---------- Data for this exercise ----------
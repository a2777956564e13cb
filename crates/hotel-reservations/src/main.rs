//! # Hotel Reservations CLI
//!
//! Command-line access to the reservation system. Every invocation opens the system on
//! the configured data directory, runs one command, prints the result as pretty JSON and
//! shuts the actors down.
//!
//! ```bash
//! hotel-reservations hotel add H1 "Grand Hotel" 10
//! hotel-reservations customer add C1 "Ana"
//! hotel-reservations reservation create R1 C1 H1
//! hotel-reservations reservation cancel R1
//! hotel-reservations reconcile --repair
//! ```
//!
//! Configuration comes from `HOTEL_DATA_DIR` / `HOTEL_CHANNEL_CAPACITY` (a `.env` file is
//! read first); `--data-dir` overrides the directory. Logs follow `RUST_LOG` and go to
//! stderr.

use clap::{Parser, Subcommand};
use hotel_reservations::clients::ActorClient;
use hotel_reservations::config::{ConfigError, StoreConfig};
use hotel_reservations::error::ErrorKind;
use hotel_reservations::lifecycle::{ReservationSystem, SystemError};
use hotel_reservations::model::{CustomerCreate, HotelCreate, ReservationCreate};
use serde::Serialize;
use std::path::PathBuf;
use std::process::ExitCode;
use store_actor::tracing::setup_tracing;
use thiserror::Error;
use tracing::{error, Instrument};

/// Hotel reservation management
#[derive(Parser)]
#[command(author, version, about, long_about = None)]
struct Cli {
    /// Directory holding the JSON collections
    #[arg(long, global = true)]
    data_dir: Option<PathBuf>,

    #[command(subcommand)]
    command: Commands,
}

#[derive(Subcommand)]
enum Commands {
    /// Manage customers
    #[command(subcommand)]
    Customer(CustomerCommand),
    /// Manage hotels
    #[command(subcommand)]
    Hotel(HotelCommand),
    /// Create, cancel and inspect reservations
    #[command(subcommand)]
    Reservation(ReservationCommand),
    /// Compare hotel availability with active reservations
    Reconcile {
        /// Correct drifting hotels one room at a time
        #[arg(long)]
        repair: bool,
    },
}

#[derive(Subcommand)]
enum CustomerCommand {
    /// Create a customer
    Add { customer_id: String, name: String },
    /// Change a customer's name
    Rename { customer_id: String, name: String },
    /// Delete a customer (reservations are kept)
    Remove { customer_id: String },
    /// Show one customer
    Show { customer_id: String },
    /// List all customers
    List,
}

#[derive(Subcommand)]
enum HotelCommand {
    /// Create a hotel with every room available
    Add {
        hotel_id: String,
        name: String,
        rooms_total: u32,
    },
    /// Change a hotel's name
    Rename { hotel_id: String, name: String },
    /// Show one hotel
    Show { hotel_id: String },
    /// List all hotels
    List,
}

#[derive(Subcommand)]
enum ReservationCommand {
    /// Reserve one room of a hotel for a customer
    Create {
        reservation_id: String,
        customer_id: String,
        hotel_id: String,
    },
    /// Cancel a reservation and give its room back
    Cancel { reservation_id: String },
    /// Show one reservation
    Show { reservation_id: String },
    /// List all reservations
    List,
}

#[derive(Debug, Error)]
enum CliError {
    #[error(transparent)]
    Config(#[from] ConfigError),
    #[error(transparent)]
    System(#[from] SystemError),
    #[error("{0} not found")]
    Missing(String),
    #[error("Could not render output: {0}")]
    Output(#[from] serde_json::Error),
}

impl CliError {
    fn kind(&self) -> Option<ErrorKind> {
        match self {
            CliError::System(e) => Some(e.kind()),
            CliError::Missing(_) => Some(ErrorKind::NotFound),
            CliError::Config(_) | CliError::Output(_) => None,
        }
    }
}

fn print_json(value: &impl Serialize) -> Result<(), CliError> {
    println!("{}", serde_json::to_string_pretty(value)?);
    Ok(())
}

fn found<T>(what: &str, id: &str, item: Option<T>) -> Result<T, CliError> {
    item.ok_or_else(|| CliError::Missing(format!("{what} {id}")))
}

async fn run_customer(system: &ReservationSystem, command: CustomerCommand) -> Result<(), CliError> {
    let customers = &system.customer_client;
    match command {
        CustomerCommand::Add { customer_id, name } => {
            let customer = customers
                .create_customer(CustomerCreate { customer_id, name })
                .await
                .map_err(SystemError::from)?;
            print_json(&customer)
        }
        CustomerCommand::Rename { customer_id, name } => {
            let customer = customers
                .rename_customer(customer_id, name)
                .await
                .map_err(SystemError::from)?;
            print_json(&customer)
        }
        CustomerCommand::Remove { customer_id } => {
            customers
                .delete_customer(customer_id.clone())
                .await
                .map_err(SystemError::from)?;
            print_json(&serde_json::json!({ "deleted": customer_id }))
        }
        CustomerCommand::Show { customer_id } => {
            let customer = customers
                .get(customer_id.clone())
                .await
                .map_err(SystemError::from)?;
            print_json(&found("customer", &customer_id, customer)?)
        }
        CustomerCommand::List => print_json(&customers.list().await.map_err(SystemError::from)?),
    }
}

async fn run_hotel(system: &ReservationSystem, command: HotelCommand) -> Result<(), CliError> {
    let hotels = &system.hotel_client;
    match command {
        HotelCommand::Add {
            hotel_id,
            name,
            rooms_total,
        } => {
            let hotel = hotels
                .create_hotel(HotelCreate {
                    hotel_id,
                    name,
                    rooms_total,
                })
                .await
                .map_err(SystemError::from)?;
            print_json(&hotel)
        }
        HotelCommand::Rename { hotel_id, name } => {
            let hotel = hotels
                .rename_hotel(hotel_id, name)
                .await
                .map_err(SystemError::from)?;
            print_json(&hotel)
        }
        HotelCommand::Show { hotel_id } => {
            let hotel = hotels.get(hotel_id.clone()).await.map_err(SystemError::from)?;
            print_json(&found("hotel", &hotel_id, hotel)?)
        }
        HotelCommand::List => print_json(&hotels.list().await.map_err(SystemError::from)?),
    }
}

async fn run_reservation(
    system: &ReservationSystem,
    command: ReservationCommand,
) -> Result<(), CliError> {
    let reservations = &system.reservation_client;
    match command {
        ReservationCommand::Create {
            reservation_id,
            customer_id,
            hotel_id,
        } => {
            let span = tracing::info_span!("reservation_create", %reservation_id);
            let reservation = reservations
                .create_reservation(ReservationCreate {
                    reservation_id,
                    customer_id,
                    hotel_id,
                })
                .instrument(span)
                .await
                .map_err(SystemError::from)?;
            print_json(&reservation)
        }
        ReservationCommand::Cancel { reservation_id } => {
            let span = tracing::info_span!("reservation_cancel", %reservation_id);
            let reservation = reservations
                .cancel_reservation(reservation_id)
                .instrument(span)
                .await
                .map_err(SystemError::from)?;
            print_json(&reservation)
        }
        ReservationCommand::Show { reservation_id } => {
            let reservation = reservations
                .get(reservation_id.clone())
                .await
                .map_err(SystemError::from)?;
            print_json(&found("reservation", &reservation_id, reservation)?)
        }
        ReservationCommand::List => {
            print_json(&reservations.list().await.map_err(SystemError::from)?)
        }
    }
}

async fn run(system: &ReservationSystem, command: Commands) -> Result<(), CliError> {
    match command {
        Commands::Customer(command) => run_customer(system, command).await,
        Commands::Hotel(command) => run_hotel(system, command).await,
        Commands::Reservation(command) => run_reservation(system, command).await,
        Commands::Reconcile { repair } => print_json(&system.reconcile(repair).await?),
    }
}

#[tokio::main]
async fn main() -> ExitCode {
    setup_tracing();

    let cli = Cli::parse();

    let config = match StoreConfig::from_env() {
        Ok(config) => config,
        Err(e) => {
            eprintln!("error: {e}");
            return ExitCode::FAILURE;
        }
    };
    let config = match cli.data_dir {
        Some(dir) => config.with_data_dir(dir),
        None => config,
    };

    let system = ReservationSystem::open(&config);
    let outcome = run(&system, cli.command).await;
    let shutdown = system.shutdown().await.map_err(CliError::from);

    match outcome.and(shutdown) {
        Ok(()) => ExitCode::SUCCESS,
        Err(e) => {
            error!(error = %e, "Command failed");
            match e.kind() {
                Some(kind) => eprintln!("error [{kind}]: {e}"),
                None => eprintln!("error: {e}"),
            }
            ExitCode::FAILURE
        }
    }
}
----------
Your assignment
All lines from the one containing "let outcome = run(&system, cli.command).await;" to the last line above should be reproduced exactly, and no other lines should be given.

Answer to this problem
    let outcome = run(&system, cli.command).await;
    let shutdown = system.shutdown().await.map_err(CliError::from);

    match outcome.and(shutdown) {
        Ok(()) => ExitCode::SUCCESS,
        Err(e) => {
            error!(error = %e, "Command failed");
            match e.kind() {
                Some(kind) => eprintln!("error [{kind}]: {e}"),
                None => eprintln!("error: {e}"),
            }
            ExitCode::FAILURE
        }
    }
}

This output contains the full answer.